What is the best way to kill the wild violet in my lawn ?
The Gardener’s Answer
Hi, Kevin: The common wild violet (Viola papilionacea) is a relentless perennial weed. Native to North America, it has become a nuisance for many gardeners. Eliminating violets from the lawn can be a daunting task and your lawn may never be violet-free, but keeping them under control is the goal. It may take a couple of years to get rid of most of the violets, but getting them under control in terms of population will help reduce new ones from popping up the next year. Wild violets are perennial broadleaf weeds that spread by underground rhizomes. It is best to dig them up as soon as you notice them so they cannot flower and set seed.

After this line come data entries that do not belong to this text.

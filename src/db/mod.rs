use async_trait::async_trait;
use chrono::{DateTime, Utc};
use sqlx::{postgres::PgPoolOptions, PgPool};

use crate::{domain::PaymentEventStatus, errors::AppError};

pub mod memory;
pub mod pg;

#[async_trait]
pub trait PaymentEventStore: Send + Sync {
    /// Ids of up to `limit` records in `status` created strictly before `before`.
    async fn expired_ids(
        &self,
        status: PaymentEventStatus,
        before: DateTime<Utc>,
        limit: usize,
    ) -> Result<Vec<String>, AppError>;

    async fn delete_ids(&self, ids: &[String]) -> Result<u64, AppError>;
}

pub async fn connect(database_url: &str) -> Result<PgPool, AppError> {
    let pool = PgPoolOptions::new()
        .max_connections(5)
        .connect(database_url)
        .await?;
    Ok(pool)
}

pub async fn run_migrations(pool: &PgPool) -> Result<(), AppError> {
    sqlx::migrate!("./migrations")
        .run(pool)
        .await
        .map_err(|err| AppError::Internal(format!("migration failed: {err}")))
}
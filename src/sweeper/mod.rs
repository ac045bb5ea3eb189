//! Retention sweeper for payment-event records.
//!
//! Records in a terminal status are deleted once they are older than that
//! status' retention window. Deletion runs in rounds of at most `batch_size`
//! ids so no single statement holds a large lock.

use std::{sync::Arc, time::Duration};

use chrono::{DateTime, Utc};
use tokio::{task::JoinHandle, time::MissedTickBehavior};

use crate::{
    config::SweeperConfig,
    db::PaymentEventStore,
    domain::{PaymentEventStatus, SweepReport},
    errors::AppError,
};

#[derive(Clone)]
pub struct RetentionSweeper {
    store: Arc<dyn PaymentEventStore>,
    config: SweeperConfig,
}

impl RetentionSweeper {
    pub fn new(store: Arc<dyn PaymentEventStore>, config: SweeperConfig) -> Self {
        Self { store, config }
    }

    pub async fn purge_expired(&self) -> Result<SweepReport, AppError> {
        self.purge_expired_at(Utc::now()).await
    }

    pub async fn purge_expired_at(&self, now: DateTime<Utc>) -> Result<SweepReport, AppError> {
        let mut report = SweepReport::default();

        for (status, retention_days) in [
            (
                PaymentEventStatus::Processed,
                self.config.processed_retention_days,
            ),
            (PaymentEventStatus::Error, self.config.error_retention_days),
        ] {
            let cutoff = now
                .checked_sub_signed(chrono::Duration::days(i64::from(retention_days)))
                .ok_or_else(|| {
                    AppError::Internal(format!(
                        "{} retention of {retention_days} days is out of range",
                        status.as_str()
                    ))
                })?;
            let deleted = self.purge_status(status, cutoff).await?;
            report.record(status, deleted);
        }

        if !report.is_empty() {
            tracing::info!(
                processed = report.processed,
                error = report.error,
                "payment event cleanup deleted expired records"
            );
        }

        Ok(report)
    }

    async fn purge_status(
        &self,
        status: PaymentEventStatus,
        cutoff: DateTime<Utc>,
    ) -> Result<u64, AppError> {
        let batch_size = self.config.batch_size;
        let mut total = 0;

        loop {
            let ids = self.store.expired_ids(status, cutoff, batch_size).await?;
            if ids.is_empty() {
                break;
            }

            total += self.store.delete_ids(&ids).await?;
            tracing::debug!(
                status = status.as_str(),
                batch = ids.len(),
                total,
                "deleted payment event batch"
            );

            if ids.len() < batch_size {
                break;
            }
        }

        Ok(total)
    }
}

/// Runs `sweeper` every `period` until the task is aborted. The first sweep
/// happens immediately. Failures are logged and left for the next tick.
pub fn spawn_schedule(sweeper: RetentionSweeper, period: Duration) -> JoinHandle<()> {
    tokio::spawn(async move {
        let mut ticker = tokio::time::interval(period);
        ticker.set_missed_tick_behavior(MissedTickBehavior::Skip);

        loop {
            ticker.tick().await;
            if let Err(err) = sweeper.purge_expired().await {
                tracing::error!(error = %err, "payment event cleanup failed");
            }
        }
    })
}
use std::sync::Arc;

use storefront_relay::{
    api,
    config::AppConfig,
    db::{self, pg::PgPaymentEventStore},
    sweeper::{self, RetentionSweeper},
};

#[tokio::main]
async fn main() -> anyhow::Result<()> {
    tracing_subscriber::fmt()
        .with_env_filter(
            tracing_subscriber::EnvFilter::try_from_default_env()
                .unwrap_or_else(|_| "storefront_relay=info,tower_http=info".into()),
        )
        .init();

    let config = AppConfig::from_env()?;
    let store = PgPaymentEventStore::connect(&config.database_url).await?;
    db::run_migrations(store.pool()).await?;

    let sweep_interval = config.sweeper.interval;
    let sweeper = RetentionSweeper::new(Arc::new(store), config.sweeper.clone());
    let sweep_task = sweeper::spawn_schedule(sweeper, sweep_interval);
    tracing::info!(
        interval_secs = sweep_interval.as_secs(),
        "payment event cleanup scheduled"
    );

    let app = api::router(api::AppState::from_config(config.relay.clone())?);

    let listener = tokio::net::TcpListener::bind(&config.bind_addr).await?;
    tracing::info!(
        addr = %config.bind_addr,
        upstream = %config.relay.upstream_base,
        mount = %config.relay.mount_prefix,
        "server listening"
    );
    let served = axum::serve(listener, app).await;

    sweep_task.abort();
    served?;
    Ok(())
}
use std::sync::{
    atomic::{AtomicBool, AtomicUsize, Ordering},
    Arc,
};

use async_trait::async_trait;
use chrono::{DateTime, Utc};
use tokio::sync::RwLock;

use crate::{
    db::PaymentEventStore,
    domain::{PaymentEvent, PaymentEventStatus},
    errors::AppError,
};

#[derive(Clone, Default)]
pub struct MemoryPaymentEventStore {
    events: Arc<RwLock<Vec<PaymentEvent>>>,
    delete_rounds: Arc<AtomicUsize>,
    unavailable: Arc<AtomicBool>,
}

impl MemoryPaymentEventStore {
    pub async fn insert(&self, event: PaymentEvent) {
        self.events.write().await.push(event);
    }

    pub async fn ids(&self) -> Vec<String> {
        self.events
            .read()
            .await
            .iter()
            .map(|event| event.id.clone())
            .collect()
    }

    pub async fn len(&self) -> usize {
        self.events.read().await.len()
    }

    pub async fn is_empty(&self) -> bool {
        self.len().await == 0
    }

    /// Number of `delete_ids` calls that reached the store.
    pub fn delete_rounds(&self) -> usize {
        self.delete_rounds.load(Ordering::SeqCst)
    }

    /// While set, every store call fails with `AppError::Unavailable`.
    pub fn set_unavailable(&self, unavailable: bool) {
        self.unavailable.store(unavailable, Ordering::SeqCst);
    }

    fn check_available(&self) -> Result<(), AppError> {
        if self.unavailable.load(Ordering::SeqCst) {
            return Err(AppError::Unavailable("memory store offline".to_owned()));
        }
        Ok(())
    }
}

#[async_trait]
impl PaymentEventStore for MemoryPaymentEventStore {
    async fn expired_ids(
        &self,
        status: PaymentEventStatus,
        before: DateTime<Utc>,
        limit: usize,
    ) -> Result<Vec<String>, AppError> {
        self.check_available()?;

        let mut matching = self
            .events
            .read()
            .await
            .iter()
            .filter(|event| event.status == status && event.created_at < before)
            .cloned()
            .collect::<Vec<_>>();
        matching.sort_by(|a, b| a.created_at.cmp(&b.created_at));

        Ok(matching
            .into_iter()
            .take(limit)
            .map(|event| event.id)
            .collect())
    }

    async fn delete_ids(&self, ids: &[String]) -> Result<u64, AppError> {
        self.check_available()?;
        self.delete_rounds.fetch_add(1, Ordering::SeqCst);

        let mut events = self.events.write().await;
        let before = events.len();
        events.retain(|event| !ids.contains(&event.id));
        Ok((before - events.len()) as u64)
    }
}
use std::sync::Arc;

use chrono::{Duration, Utc};
use storefront_relay::{
    config::SweeperConfig,
    db::{self, pg::PgPaymentEventStore, PaymentEventStore},
    domain::PaymentEventStatus,
    sweeper::RetentionSweeper,
};

#[derive(sqlx::FromRow)]
struct RemainingRow {
    id: String,
    status: PaymentEventStatus,
}

#[tokio::test]
async fn postgres_sweep_removes_only_expired_rows() -> Result<(), Box<dyn std::error::Error>> {
    let Some(database_url) = std::env::var("DATABASE_URL").ok() else {
        eprintln!("skipping integration test: DATABASE_URL is not set");
        return Ok(());
    };

    let pool = db::connect(&database_url).await?;
    db::run_migrations(&pool).await?;

    let prefix = format!("evt_it_{}", uuid::Uuid::new_v4().simple());
    let now = Utc::now();
    let rows = [
        ("processed-old", PaymentEventStatus::Processed, now - Duration::days(8)),
        ("processed-new", PaymentEventStatus::Processed, now - Duration::days(2)),
        ("error-mid", PaymentEventStatus::Error, now - Duration::days(8)),
        ("error-old", PaymentEventStatus::Error, now - Duration::days(31)),
    ];
    for (suffix, status, created_at) in rows {
        sqlx::query("INSERT INTO payment_events (id, status, created_at) VALUES ($1, $2, $3)")
            .bind(format!("{prefix}-{suffix}"))
            .bind(status)
            .bind(created_at)
            .execute(&pool)
            .await?;
    }

    let store = PgPaymentEventStore::new(pool.clone());
    let expired = store
        .expired_ids(PaymentEventStatus::Processed, now - Duration::days(7), 10)
        .await?;
    assert!(expired.contains(&format!("{prefix}-processed-old")));
    assert!(!expired.contains(&format!("{prefix}-processed-new")));

    let sweeper = RetentionSweeper::new(
        Arc::new(store),
        SweeperConfig {
            batch_size: 1,
            ..SweeperConfig::default()
        },
    );
    let report = sweeper.purge_expired_at(now).await?;
    assert!(report.processed >= 1);
    assert!(report.error >= 1);

    let remaining = sqlx::query_as::<_, RemainingRow>(
        r#"
        SELECT id, status
        FROM payment_events
        WHERE id LIKE $1
        ORDER BY id ASC
        "#,
    )
    .bind(format!("{prefix}%"))
    .fetch_all(&pool)
    .await?;

    let remaining = remaining
        .into_iter()
        .map(|row| (row.id, row.status))
        .collect::<Vec<_>>();
    assert_eq!(
        remaining,
        vec![
            (format!("{prefix}-error-mid"), PaymentEventStatus::Error),
            (format!("{prefix}-processed-new"), PaymentEventStatus::Processed),
        ]
    );

    sqlx::query("DELETE FROM payment_events WHERE id LIKE $1")
        .bind(format!("{prefix}%"))
        .execute(&pool)
        .await?;

    Ok(())
}
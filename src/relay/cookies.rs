use axum::http::HeaderValue;
use cookie::{time::Duration, Cookie};

use crate::config::RelayConfig;

const SESSION_MAX_AGE_HOURS: i64 = 24;

/// Splits one `Set-Cookie` header value into its cookie entries.
///
/// Some upstreams and intermediaries fold several cookies into a single
/// comma-joined value. A comma inside an `Expires` date is not a separator.
/// Any other comma is treated as one.
pub fn split_set_cookie(raw: &str) -> Vec<&str> {
    let mut entries = Vec::new();
    let mut start = 0;

    for (idx, _) in raw.match_indices(',') {
        let attribute = raw[start..idx]
            .rsplit(';')
            .next()
            .unwrap_or_default()
            .trim_start();
        let in_expires = attribute
            .get(..8)
            .is_some_and(|prefix| prefix.eq_ignore_ascii_case("expires="))
            && !attribute.contains(',');
        if in_expires {
            continue;
        }
        entries.push(raw[start..idx].trim());
        start = idx + 1;
    }
    entries.push(raw[start..].trim());

    entries.retain(|entry| !entry.is_empty());
    entries
}

/// Re-issues the upstream session cookie under the local cookie policy.
///
/// Only cookies named `config.session_cookie_name` survive; the upstream's
/// own attributes are discarded.
pub fn translate_session_cookies<'a, I>(values: I, config: &RelayConfig) -> Vec<HeaderValue>
where
    I: IntoIterator<Item = &'a HeaderValue>,
{
    let mut translated = Vec::new();

    for value in values {
        let Ok(raw) = value.to_str() else {
            tracing::debug!("skipping non-UTF-8 set-cookie header");
            continue;
        };

        for entry in split_set_cookie(raw) {
            let parsed = match Cookie::parse(entry) {
                Ok(parsed) => parsed,
                Err(err) => {
                    tracing::debug!(error = %err, "skipping unparsable upstream cookie");
                    continue;
                }
            };
            if parsed.name() != config.session_cookie_name {
                continue;
            }

            let local = session_cookie(config, parsed.value());
            match HeaderValue::from_str(&local.to_string()) {
                Ok(header) => translated.push(header),
                Err(err) => tracing::warn!(error = %err, "session cookie is not a valid header"),
            }
        }
    }

    translated
}

fn session_cookie(config: &RelayConfig, value: &str) -> Cookie<'static> {
    Cookie::build((config.session_cookie_name.clone(), value.to_owned()))
        .http_only(true)
        .secure(config.secure)
        .same_site(config.same_site)
        .path("/")
        .max_age(Duration::hours(SESSION_MAX_AGE_HOURS))
        .build()
}
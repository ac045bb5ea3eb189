use std::{sync::Arc, time::Duration};

use axum::{extract::DefaultBodyLimit, response::IntoResponse, routing::get, Json, Router};
use tower_http::trace::TraceLayer;

use crate::{config::RelayConfig, errors::AppError, relay};

#[derive(Clone)]
pub struct AppState {
    pub client: reqwest::Client,
    pub relay: Arc<RelayConfig>,
}

impl AppState {
    pub fn new(client: reqwest::Client, relay: RelayConfig) -> Self {
        Self {
            client,
            relay: Arc::new(relay),
        }
    }

    /// Builds the shared upstream client with the relay's timeout.
    pub fn from_config(relay: RelayConfig) -> Result<Self, AppError> {
        let client = reqwest::Client::builder()
            .timeout(Duration::from_millis(relay.upstream_timeout_ms))
            .build()?;
        Ok(Self::new(client, relay))
    }
}

pub fn router(state: AppState) -> Router {
    let max_body_bytes = state.relay.max_body_bytes;
    Router::new()
        .route("/healthz", get(liveness))
        .merge(relay::router(&state.relay))
        .layer(DefaultBodyLimit::max(max_body_bytes))
        .layer(TraceLayer::new_for_http())
        .with_state(state)
}

async fn liveness() -> impl IntoResponse {
    Json(serde_json::json!({ "alive": true }))
}

#[cfg(test)]
mod tests {
    use axum::{
        body::{to_bytes, Body},
        http::{Request, StatusCode},
    };
    use tower::ServiceExt;

    use super::{router, AppState};
    use crate::config::RelayConfig;

    fn test_app(relay: RelayConfig) -> axum::Router {
        router(AppState::from_config(relay).unwrap())
    }

    #[tokio::test]
    async fn liveness_reports_alive() {
        let app = test_app(RelayConfig::new("http://127.0.0.1:9"));

        let response = app
            .oneshot(Request::get("/healthz").body(Body::empty()).unwrap())
            .await
            .unwrap();

        assert_eq!(response.status(), StatusCode::OK);
        let body = to_bytes(response.into_body(), usize::MAX).await.unwrap();
        let value: serde_json::Value = serde_json::from_slice(&body).unwrap();
        assert_eq!(value["alive"], true);
    }

    #[tokio::test]
    async fn oversized_bodies_are_rejected_before_relaying() {
        let app = test_app(RelayConfig {
            max_body_bytes: 16,
            ..RelayConfig::new("http://127.0.0.1:9")
        });

        let response = app
            .oneshot(
                Request::post("/api/proxy/orders")
                    .body(Body::from(vec![b'x'; 64]))
                    .unwrap(),
            )
            .await
            .unwrap();

        assert_eq!(response.status(), StatusCode::PAYLOAD_TOO_LARGE);
    }

    #[tokio::test]
    async fn paths_outside_the_mount_are_not_relayed() {
        let app = test_app(RelayConfig::new("http://127.0.0.1:9"));

        let response = app
            .oneshot(Request::get("/orders").body(Body::empty()).unwrap())
            .await
            .unwrap();

        assert_eq!(response.status(), StatusCode::NOT_FOUND);
    }

    #[tokio::test]
    async fn custom_mount_prefix_is_honoured() {
        let app = test_app(RelayConfig {
            mount_prefix: "/bff".to_owned(),
            ..RelayConfig::new("http://127.0.0.1:9")
        });

        let response = app
            .oneshot(Request::get("/api/proxy/orders").body(Body::empty()).unwrap())
            .await
            .unwrap();

        assert_eq!(response.status(), StatusCode::NOT_FOUND);
    }
}
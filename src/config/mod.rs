use std::{env, path::Path, str::FromStr, time::Duration};

use cookie::SameSite;
use url::Url;

#[derive(Debug, thiserror::Error)]
pub enum ConfigError {
    #[error("missing required env var: {0}")]
    Missing(&'static str),
    #[error("invalid value for {key}: {message}")]
    Invalid { key: &'static str, message: String },
    #[error(transparent)]
    Env(#[from] env::VarError),
    #[error("failed to load .env: {0}")]
    Dotenv(#[from] dotenvy::Error),
}

#[derive(Debug, Clone)]
pub struct AppConfig {
    pub database_url: String,
    pub bind_addr: String,
    pub sweeper: SweeperConfig,
    pub relay: RelayConfig,
}

#[derive(Debug, Clone, PartialEq, Eq)]
pub struct SweeperConfig {
    pub processed_retention_days: u32,
    pub error_retention_days: u32,
    pub batch_size: usize,
    pub interval: Duration,
}

impl Default for SweeperConfig {
    fn default() -> Self {
        Self {
            processed_retention_days: 7,
            error_retention_days: 30,
            batch_size: 1000,
            interval: Duration::from_secs(60 * 60),
        }
    }
}

#[derive(Debug, Clone, PartialEq, Eq)]
pub struct RelayConfig {
    pub upstream_base: String,
    pub mount_prefix: String,
    pub session_cookie_name: String,
    pub same_site: SameSite,
    pub secure: bool,
    pub upstream_timeout_ms: u64,
    pub max_body_bytes: usize,
}

impl RelayConfig {
    pub fn new(upstream_base: impl Into<String>) -> Self {
        Self {
            upstream_base: upstream_base.into().trim_end_matches('/').to_owned(),
            ..Self::default()
        }
    }
}

impl Default for RelayConfig {
    fn default() -> Self {
        Self {
            upstream_base: String::new(),
            mount_prefix: "/api/proxy".to_owned(),
            session_cookie_name: "token".to_owned(),
            same_site: SameSite::None,
            secure: true,
            upstream_timeout_ms: DEFAULT_UPSTREAM_TIMEOUT_MS,
            max_body_bytes: 5_242_880,
        }
    }
}

const DEFAULT_BIND_ADDR: &str = "0.0.0.0:3000";
const DEFAULT_UPSTREAM_TIMEOUT_MS: u64 = 10_000;
const MAX_RETENTION_DAYS: u32 = 36_500;

impl AppConfig {
    /// Loads `.env` if present, then reads the process environment.
    pub fn from_env() -> Result<Self, ConfigError> {
        load_dotenv(Path::new(".env"))?;

        let database_url = required("DATABASE_URL")?;
        let bind_addr = optional("BIND_ADDR")?.unwrap_or_else(|| DEFAULT_BIND_ADDR.to_owned());

        let sweeper_defaults = SweeperConfig::default();
        let batch_size = parsed("STRIPE_EVENT_DELETE_BATCH", sweeper_defaults.batch_size)?;
        if batch_size == 0 {
            return Err(ConfigError::Invalid {
                key: "STRIPE_EVENT_DELETE_BATCH",
                message: "must be at least 1".to_owned(),
            });
        }
        let interval_secs = parsed("SWEEP_INTERVAL_SECS", sweeper_defaults.interval.as_secs())?;
        if interval_secs == 0 {
            return Err(ConfigError::Invalid {
                key: "SWEEP_INTERVAL_SECS",
                message: "must be at least 1".to_owned(),
            });
        }
        let sweeper = SweeperConfig {
            processed_retention_days: retention_days(
                "STRIPE_EVENT_RETENTION_DAYS",
                sweeper_defaults.processed_retention_days,
            )?,
            error_retention_days: retention_days(
                "STRIPE_EVENT_ERROR_RETENTION_DAYS",
                sweeper_defaults.error_retention_days,
            )?,
            batch_size,
            interval: Duration::from_secs(interval_secs),
        };

        let upstream_base = required("UPSTREAM_BASE_URL")?;
        let parsed_base = Url::parse(&upstream_base).map_err(|err| ConfigError::Invalid {
            key: "UPSTREAM_BASE_URL",
            message: err.to_string(),
        })?;
        if !matches!(parsed_base.scheme(), "http" | "https") {
            return Err(ConfigError::Invalid {
                key: "UPSTREAM_BASE_URL",
                message: format!("unsupported scheme: {}", parsed_base.scheme()),
            });
        }

        let relay_defaults = RelayConfig::new(upstream_base);
        let same_site = match optional("RELAY_SAME_SITE")? {
            Some(raw) => parse_same_site(&raw)?,
            None => relay_defaults.same_site,
        };
        let relay = RelayConfig {
            mount_prefix: optional("RELAY_MOUNT_PREFIX")?
                .map(|raw| raw.trim_end_matches('/').to_owned())
                .unwrap_or_else(|| relay_defaults.mount_prefix.clone()),
            session_cookie_name: optional("RELAY_SESSION_COOKIE")?
                .unwrap_or_else(|| relay_defaults.session_cookie_name.clone()),
            same_site,
            secure: match optional("RELAY_COOKIE_SECURE")? {
                Some(raw) => parse_bool("RELAY_COOKIE_SECURE", &raw)?,
                None => relay_defaults.secure,
            },
            upstream_timeout_ms: parsed(
                "RELAY_UPSTREAM_TIMEOUT_MS",
                relay_defaults.upstream_timeout_ms,
            )?,
            max_body_bytes: parsed("RELAY_MAX_BODY_BYTES", relay_defaults.max_body_bytes)?,
            ..relay_defaults
        };
        if !relay.mount_prefix.starts_with('/') {
            return Err(ConfigError::Invalid {
                key: "RELAY_MOUNT_PREFIX",
                message: "must start with '/'".to_owned(),
            });
        }

        Ok(Self {
            database_url,
            bind_addr,
            sweeper,
            relay,
        })
    }
}

/// A missing file is fine; an unreadable or malformed one is not.
fn load_dotenv(path: &Path) -> Result<(), ConfigError> {
    match dotenvy::from_path(path) {
        Ok(()) => Ok(()),
        Err(err) if err.not_found() => Ok(()),
        Err(err) => Err(err.into()),
    }
}

fn retention_days(key: &'static str, default: u32) -> Result<u32, ConfigError> {
    let days = parsed(key, default)?;
    if days > MAX_RETENTION_DAYS {
        return Err(ConfigError::Invalid {
            key,
            message: format!("must be at most {MAX_RETENTION_DAYS} days"),
        });
    }
    Ok(days)
}

fn required(key: &'static str) -> Result<String, ConfigError> {
    optional(key)?.ok_or(ConfigError::Missing(key))
}

fn optional(key: &'static str) -> Result<Option<String>, ConfigError> {
    match env::var(key) {
        Ok(raw) => Ok(Some(raw)),
        Err(env::VarError::NotPresent) => Ok(None),
        Err(err) => Err(err.into()),
    }
}

fn parsed<T>(key: &'static str, default: T) -> Result<T, ConfigError>
where
    T: FromStr,
    T::Err: std::fmt::Display,
{
    match optional(key)? {
        Some(raw) => raw.trim().parse::<T>().map_err(|err| ConfigError::Invalid {
            key,
            message: err.to_string(),
        }),
        None => Ok(default),
    }
}

fn parse_bool(key: &'static str, raw: &str) -> Result<bool, ConfigError> {
    match raw.trim().to_ascii_lowercase().as_str() {
        "1" | "true" | "yes" => Ok(true),
        "0" | "false" | "no" => Ok(false),
        other => Err(ConfigError::Invalid {
            key,
            message: format!("expected a boolean, got {other:?}"),
        }),
    }
}

fn parse_same_site(raw: &str) -> Result<SameSite, ConfigError> {
    match raw.trim().to_ascii_lowercase().as_str() {
        "strict" => Ok(SameSite::Strict),
        "lax" => Ok(SameSite::Lax),
        "none" => Ok(SameSite::None),
        other => Err(ConfigError::Invalid {
            key: "RELAY_SAME_SITE",
            message: format!("expected strict, lax or none, got {other:?}"),
        }),
    }
}
use chrono::{DateTime, Utc};
use serde::{Deserialize, Serialize};

#[derive(Debug, Clone, Copy, PartialEq, Eq, Hash, Serialize, Deserialize, sqlx::Type)]
#[sqlx(type_name = "payment_event_status", rename_all = "lowercase")]
#[serde(rename_all = "lowercase")]
pub enum PaymentEventStatus {
    Processed,
    Error,
}

impl PaymentEventStatus {
    pub const fn as_str(self) -> &'static str {
        match self {
            Self::Processed => "processed",
            Self::Error => "error",
        }
    }
}

/// A payment-processor webhook record. Written by the webhook ingestion path,
/// only ever read and deleted here.
#[derive(Debug, Clone, sqlx::FromRow)]
pub struct PaymentEvent {
    pub id: String,
    pub status: PaymentEventStatus,
    pub created_at: DateTime<Utc>,
}

#[derive(Debug, Clone, Copy, Default, PartialEq, Eq)]
pub struct SweepReport {
    pub processed: u64,
    pub error: u64,
}

impl SweepReport {
    pub fn total(&self) -> u64 {
        self.processed + self.error
    }

    pub fn is_empty(&self) -> bool {
        self.total() == 0
    }

    pub(crate) fn record(&mut self, status: PaymentEventStatus, deleted: u64) {
        match status {
            PaymentEventStatus::Processed => self.processed += deleted,
            PaymentEventStatus::Error => self.error += deleted,
        }
    }
}
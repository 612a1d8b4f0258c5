/*!
 * Tests for loading and saving exercise files
 */

use anyhow::Result;
use std::fs;

use fixstart::errors::DocumentError;
use fixstart::exercise::Document;
use fixstart::exercise_store::ExerciseStore;
use crate::common;

#[test]
fn test_load_withMissingFile_shouldReturnNotFound() -> Result<()> {
    let temp_dir = common::create_temp_dir()?;
    let store = ExerciseStore::new(temp_dir.path().join("missing.json"));

    let err = store.load().unwrap_err();

    assert!(matches!(err, DocumentError::NotFound { .. }));
    assert!(err.is_load_error());
    Ok(())
}

#[test]
fn test_load_withInvalidJson_shouldReturnMalformed() -> Result<()> {
    let temp_dir = common::create_temp_dir()?;
    let path = common::create_test_file(temp_dir.path(), "broken.json", "[{\"difficulty\": ")?;

    let err = ExerciseStore::new(&path).load().unwrap_err();

    assert!(matches!(err, DocumentError::Malformed { .. }));
    Ok(())
}

#[test]
fn test_load_withScalarDocument_shouldReturnUnsupportedShape() -> Result<()> {
    let temp_dir = common::create_temp_dir()?;
    let path = common::create_test_file(temp_dir.path(), "scalar.json", "17")?;

    let err = ExerciseStore::new(&path).load().unwrap_err();

    assert!(matches!(err, DocumentError::UnsupportedShape { .. }));
    Ok(())
}

#[test]
fn test_load_withArray_shouldKeepAllEntries() -> Result<()> {
    let temp_dir = common::create_temp_dir()?;
    let path = common::create_test_file(temp_dir.path(), "data.json", common::sample_exercises())?;

    let doc = ExerciseStore::new(&path).load()?;

    assert!(matches!(doc, Document::Many(_)));
    assert_eq!(doc.len(), 3);
    Ok(())
}

#[test]
fn test_save_withUnchangedDocument_shouldReproduceInput() -> Result<()> {
    let temp_dir = common::create_temp_dir()?;
    let path = common::create_test_file(temp_dir.path(), "data.json", common::sample_exercises())?;
    let store = ExerciseStore::new(&path);

    let doc = store.load()?;
    store.save(&doc)?;

    assert_eq!(fs::read_to_string(&path)?, common::sample_exercises());
    Ok(())
}

#[test]
fn test_save_shouldKeepKeyOrderAndUnicode() -> Result<()> {
    let temp_dir = common::create_temp_dir()?;
    let input = "{\n  \"zeta\": \"ñandú\",\n  \"alpha\": 1\n}";
    let path = common::create_test_file(temp_dir.path(), "single.json", input)?;
    let store = ExerciseStore::new(&path);

    let doc = store.load()?;
    store.save(&doc)?;

    assert_eq!(fs::read_to_string(&path)?, input);
    Ok(())
}

#[test]
fn test_save_withOversizedIntegers_shouldKeepTheirDigits() -> Result<()> {
    let temp_dir = common::create_temp_dir()?;
    let input = "{\n  \"id\": 18446744073709551616,\n  \"difficulty\": \"easy\",\n  \"weight\": 0.10000000000000000001\n}";
    let path = common::create_test_file(temp_dir.path(), "big.json", input)?;
    let store = ExerciseStore::new(&path);

    let doc = store.load()?;
    store.save(&doc)?;

    assert_eq!(fs::read_to_string(&path)?, input);
    Ok(())
}

#[test]
fn test_save_withMissingDirectory_shouldReturnUnwritable() -> Result<()> {
    let temp_dir = common::create_temp_dir()?;
    let store = ExerciseStore::new(temp_dir.path().join("no_such_dir").join("out.json"));
    let doc = common::document(serde_json::json!({"difficulty": "easy"}));

    let err = store.save(&doc).unwrap_err();

    assert!(matches!(err, DocumentError::Unwritable { .. }));
    assert!(!err.is_load_error());
    assert!(std::error::Error::source(&err).is_some());
    Ok(())
}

Unfortunately, they have already flowered and set seed this year–when the grass was mowed the seeds were spread, so keep an eye out for new plants throughout the growing season and next spring. Hand digging is the most effective means of elimination because it removes the root system as well as any potential flowers. This task it much easier done with a weeding tool to ensure that you get not only the foliage but the fibrous root system as well. I realize this is quite an undertaking and depending on the space involved, hand digging may not be feasible. It is always much easier to pull these violets after a good rain. Wild violets have a waxy coating on the foliage that protects them against many common organic and chemical sprays. Using an herbicide containing 2,4-D
(2,4-dichlorophenoxyacetic acid) in combination with Triclopyr (Turflon or Weed-B-Gone) once in the spring as the foliage emerges and again in the fall will help reduce the population. Be sure to read and follow all recommendations when spraying any product in the lawn/garden. Do not be too discouraged when they keep appearing, this will be an ongoing job and requires a bit of patience.